Wed. Sep 28th, 2022

One good thing that has emerged from the pandemic is that more people have started cycling. In the first three months of 2021, American consumer spending on bicycles and cycling accessories increased 34% year-on-year to $ 8.2 billion. However, the pandemic has also seen more deaths and injuries while cycling. According to the National Safety Council, 1,260 cyclists were killed in 2020, a 16% increase over 2019.

It’s a problem Ford thinks technology can address. On Monday, the automaker announced it is working with Commsignia, PSS, Ohio State University, T-Mobile and Tome Software to explore how a smartphone app could alert drivers of pedestrians and cyclists they might not see. Like someone sharing the road with a car, you would install the company’s software on your phone. With the help of Bluetooth Low Energy, vehicles with the Ford Sync infotainment system would see you as “headlights”. If the car determines that there is a possibility of an accident, it will alert the driver using audiovisual signals.

According to Ford, his approach has some advantages. One is that Bluetooth LE is almost ubiquitous. The technology has been part of the Bluetooth protocol since 2009, which means that every modern smartphone has access to it. If you own a Ford vehicle, you won’t need to take your car to a dealership for a hardware upgrade as the sync system is Bluetooth compatible. The other benefit of using Bluetooth LE is that your car won’t need to see pedestrians and cyclists before it can warn you. Ford and T-Mobile are also working on a version of the app that uses 5G instead of Bluetooth LE.

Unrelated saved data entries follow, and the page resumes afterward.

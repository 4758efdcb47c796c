//! SHA-256 digest of bearer secrets.
//!
//! Token and session rows never hold a signed token verbatim: they hold this
//! digest, so a database leak does not hand out live credentials. Lookups
//! hash the presented string first.

use sha2::{Digest, Sha256};

/// Compute a SHA-256 hex digest of the given bytes.
pub fn sha256_hex(data: &[u8]) -> String {
    let hash = Sha256::digest(data);
    format!("{hash:x}")
}

/// Digest of a token string as stored in the `tokens` and `sessions` tables.
pub fn token_digest(token: &str) -> String {
    sha256_hex(token.as_bytes())
}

In practice, the company’s approach is reminiscent of the COVID exposure notification apps implemented in some countries and states at the onset of the pandemic. As you may recall, those also used Bluetooth LE. However, despite support from Apple and Google, they have never been effective due to low usage. In Canada, for example, the federal COVID Alert app was downloaded only 6.9 million times and recorded 63,117 positive tests. In other words, Canadians haven’t even remotely downloaded the software to make it an effective contact tracking tool. Ford’s app is likely to have some of the same problems.

As an avid cyclist, I can’t tell you how many people I’ve seen cycling at night without an LED light to make themselves visible to traffic. On the other hand, statistics suggest that motorists have been driving more aggressively in recent years, leading to the aforementioned increase in cyclist deaths and road accidents. Any kind of intervention would be welcome, but Ford’s app is likely not a meaningful solution if it ever hits the market. While the Bluetooth LE solution for COVID has only had one uphill climb, apps like Ford have two: adoption by cyclists and adoption by automakers.